Brief and unorganized thoughts – Why thinkers cannot retire

People that think about anything because they want to rather than because they have to are the luckiest ones in this life. I only have direct experience in science, so I will qualify this statement by saying that a true scientist that has the time and the chance of thinking about whatever she or he wants is among the luckiest people in the world.

God willing, I am not planning to retire from science. Sure, there may be a time when I may not be physically able to go and actually DO experiments, but barring any cruel neurological conditions that may hinder my ability to think (full disclosure – my personal terrors in these sense are Alzheimer’s Disease and stroke, in that order —note added in 2014: heart disease added to the list—) I should still be able to wonder, to think, and as I have discovered relatively recently, to write about this incredible, yet mysteriously understandable universe of ours.

If I ever retire from thinking for a living I will then become that purest of thinkers, the amateur.

In those same lines, another type of thinkers that I believe share the advantage of not having to “retire” are writers (this is hardly an original thought of mine; look here).

Again, in a way similar to how I define a true scientist, I choose to define a true writer as someone who has “something to say” and itches to say it in writing so others can read about it.
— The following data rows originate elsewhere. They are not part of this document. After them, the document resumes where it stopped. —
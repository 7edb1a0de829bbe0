//! Per-ticker OHLC accumulation for one trading day

use crate::types::DailyAggregate;
use chrono::NaiveDate;
use std::collections::HashMap;

/// Running bar for one ticker, fed in file order
#[derive(Debug, Clone, PartialEq)]
pub struct BarAccumulator {
    pub open: f64,
    pub high: f64,
    pub low: f64,
    pub close: f64,
    pub volume: u64,
    pub transactions: u64,
}

impl BarAccumulator {
    /// Start a bar from its first qualifying trade
    pub fn new(size: u64, price: f64) -> Self {
        Self {
            open: price,
            high: price,
            low: price,
            close: price,
            volume: size,
            transactions: 1,
        }
    }

    pub fn add_trade(&mut self, size: u64, price: f64) {
        self.high = self.high.max(price);
        self.low = self.low.min(price);
        self.close = price;
        self.volume = self.volume.saturating_add(size);
        self.transactions += 1;
    }

    /// Fold in a bar built from rows that come *after* this one in the file
    pub fn merge_later(&mut self, later: &BarAccumulator) {
        self.high = self.high.max(later.high);
        self.low = self.low.min(later.low);
        self.close = later.close;
        self.volume = self.volume.saturating_add(later.volume);
        self.transactions += later.transactions;
    }

    pub fn into_aggregate(self, ticker: String, date: NaiveDate) -> DailyAggregate {
        DailyAggregate {
            ticker,
            date,
            open: self.open,
            high: self.high,
            low: self.low,
            close: self.close,
            volume: self.volume,
            transactions: self.transactions,
        }
    }
}

/// Merge a later batch's partial bars into the running map
pub fn merge_partials(bars: &mut HashMap<String, BarAccumulator>, later: HashMap<String, BarAccumulator>) {
    for (ticker, partial) in later {
        match bars.get_mut(&ticker) {
            Some(existing) => existing.merge_later(&partial),
            None => {
                bars.insert(ticker, partial);
            }
        }
    }
}
//! In-memory RecordStore for tests and dry runs

use super::{RecordStore, StoreError, StoreResult};
use crate::detector::sort_by_z_desc;
use crate::types::{AnomalyEntry, BaselineEntry, DailyAggregate};
use async_trait::async_trait;
use chrono::NaiveDate;
use std::collections::{BTreeMap, BTreeSet};
use std::sync::{Mutex, MutexGuard};

type Key = (String, NaiveDate);

#[derive(Default)]
struct Tables {
    aggregates: BTreeMap<Key, DailyAggregate>,
    baselines: BTreeMap<Key, BaselineEntry>,
    anomalies: BTreeMap<Key, AnomalyEntry>,
}

/// BTreeMaps keyed by (ticker, date) behind a single mutex
///
/// Batch upserts hold the lock for the whole batch, which gives the same
/// all-or-nothing visibility as a SQLite transaction.
#[derive(Default)]
pub struct MemoryRecordStore {
    tables: Mutex<Tables>,
}

impl MemoryRecordStore {
    pub fn new() -> Self {
        Self::default()
    }

    fn lock(&self) -> StoreResult<MutexGuard<'_, Tables>> {
        self.tables.lock().map_err(|e| StoreError::Lock(e.to_string()))
    }

    pub fn aggregate_count(&self) -> usize {
        self.lock().map(|t| t.aggregates.len()).unwrap_or(0)
    }

    pub fn baseline_count(&self) -> usize {
        self.lock().map(|t| t.baselines.len()).unwrap_or(0)
    }

    pub fn anomaly_count(&self) -> usize {
        self.lock().map(|t| t.anomalies.len()).unwrap_or(0)
    }
}

fn key(ticker: &str, date: NaiveDate) -> Key {
    (ticker.to_string(), date)
}

#[async_trait]
impl RecordStore for MemoryRecordStore {
    async fn get_daily_aggregate(&self, ticker: &str, date: NaiveDate) -> StoreResult<Option<DailyAggregate>> {
        Ok(self.lock()?.aggregates.get(&key(ticker, date)).cloned())
    }

    async fn upsert_daily_aggregate(&self, aggregate: DailyAggregate) -> StoreResult<()> {
        let mut tables = self.lock()?;
        tables.aggregates.insert(key(&aggregate.ticker, aggregate.date), aggregate);
        Ok(())
    }

    async fn upsert_daily_aggregates(&self, aggregates: &[DailyAggregate]) -> StoreResult<()> {
        let mut tables = self.lock()?;
        for agg in aggregates {
            tables.aggregates.insert(key(&agg.ticker, agg.date), agg.clone());
        }
        Ok(())
    }

    async fn list_daily_aggregates(
        &self,
        ticker: &str,
        from: NaiveDate,
        to: NaiveDate,
    ) -> StoreResult<Vec<DailyAggregate>> {
        if from > to {
            return Ok(Vec::new());
        }
        let tables = self.lock()?;
        Ok(tables
            .aggregates
            .range(key(ticker, from)..=key(ticker, to))
            .map(|(_, agg)| agg.clone())
            .collect())
    }

    async fn list_daily_aggregates_for_date(&self, date: NaiveDate) -> StoreResult<Vec<DailyAggregate>> {
        let tables = self.lock()?;
        Ok(tables
            .aggregates
            .values()
            .filter(|agg| agg.date == date)
            .cloned()
            .collect())
    }

    async fn list_daily_aggregates_between(&self, from: NaiveDate, to: NaiveDate) -> StoreResult<Vec<DailyAggregate>> {
        let tables = self.lock()?;
        Ok(tables
            .aggregates
            .values()
            .filter(|agg| agg.date >= from && agg.date <= to)
            .cloned()
            .collect())
    }

    async fn list_recent_daily_aggregates(&self, date: NaiveDate, per_ticker: usize) -> StoreResult<Vec<DailyAggregate>> {
        let tables = self.lock()?;
        let tickers: Vec<&String> = tables
            .aggregates
            .keys()
            .filter(|(_, d)| *d == date)
            .map(|(ticker, _)| ticker)
            .collect();

        let mut rows = Vec::new();
        for ticker in tickers {
            let start = rows.len();
            rows.extend(
                tables
                    .aggregates
                    .range(key(ticker, NaiveDate::MIN)..=key(ticker, date))
                    .rev()
                    .take(per_ticker)
                    .map(|(_, agg)| agg.clone()),
            );
            rows[start..].reverse();
        }
        Ok(rows)
    }

    async fn get_baseline(&self, ticker: &str, date: NaiveDate) -> StoreResult<Option<BaselineEntry>> {
        Ok(self.lock()?.baselines.get(&key(ticker, date)).cloned())
    }

    async fn upsert_baseline(&self, baseline: BaselineEntry) -> StoreResult<()> {
        let mut tables = self.lock()?;
        tables.baselines.insert(key(&baseline.ticker, baseline.date), baseline);
        Ok(())
    }

    async fn upsert_baselines(&self, baselines: &[BaselineEntry]) -> StoreResult<()> {
        let mut tables = self.lock()?;
        for b in baselines {
            tables.baselines.insert(key(&b.ticker, b.date), b.clone());
        }
        Ok(())
    }

    async fn list_baselines_for_date(&self, date: NaiveDate) -> StoreResult<Vec<BaselineEntry>> {
        let tables = self.lock()?;
        Ok(tables.baselines.values().filter(|b| b.date == date).cloned().collect())
    }

    async fn upsert_anomaly(&self, anomaly: AnomalyEntry) -> StoreResult<()> {
        let mut tables = self.lock()?;
        tables.anomalies.insert(key(&anomaly.ticker, anomaly.date), anomaly);
        Ok(())
    }

    async fn upsert_anomalies(&self, anomalies: &[AnomalyEntry]) -> StoreResult<()> {
        let mut tables = self.lock()?;
        for a in anomalies {
            tables.anomalies.insert(key(&a.ticker, a.date), a.clone());
        }
        Ok(())
    }

    async fn list_anomalies(&self, date: NaiveDate, min_z: f64) -> StoreResult<Vec<AnomalyEntry>> {
        let mut found: Vec<AnomalyEntry> = {
            let tables = self.lock()?;
            tables
                .anomalies
                .values()
                .filter(|a| a.date == date && a.z_score >= min_z)
                .cloned()
                .collect()
        };
        sort_by_z_desc(&mut found);
        Ok(found)
    }

    async fn delete_anomalies_except(&self, date: NaiveDate, keep_tickers: &[String]) -> StoreResult<usize> {
        let keep: BTreeSet<&str> = keep_tickers.iter().map(String::as_str).collect();
        let mut tables = self.lock()?;
        let before = tables.anomalies.len();
        tables
            .anomalies
            .retain(|(ticker, d), _| *d != date || keep.contains(ticker.as_str()));
        Ok(before - tables.anomalies.len())
    }

    async fn list_anomaly_dates(&self, min_z: f64, limit: usize) -> StoreResult<Vec<NaiveDate>> {
        let tables = self.lock()?;
        let dates: BTreeSet<NaiveDate> = tables
            .anomalies
            .values()
            .filter(|a| a.z_score >= min_z)
            .map(|a| a.date)
            .collect();
        Ok(dates.into_iter().rev().take(limit).collect())
    }
}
The beauty about being a writer is that in most cases you are quite never done; there’s always something else to say and a true writer goes at it with gusto.

Then there’s the best of both worlds, at least from my perspective. A scientist that can also write. I hope to be able to call myself a “writer” one day (—note added in 2014: I did it!!!). It is a great responsibility (see here and here). That said, my admiration and awe go to that relatively rare breed of writers, Science Fiction writers. I can honestly say that I do not think I’ll ever be able to write anything like that, and in a future post, I plan to tell you why I think SF writers are the best, bar none.

So guys, what do you think? Do you want to retire? I don’t.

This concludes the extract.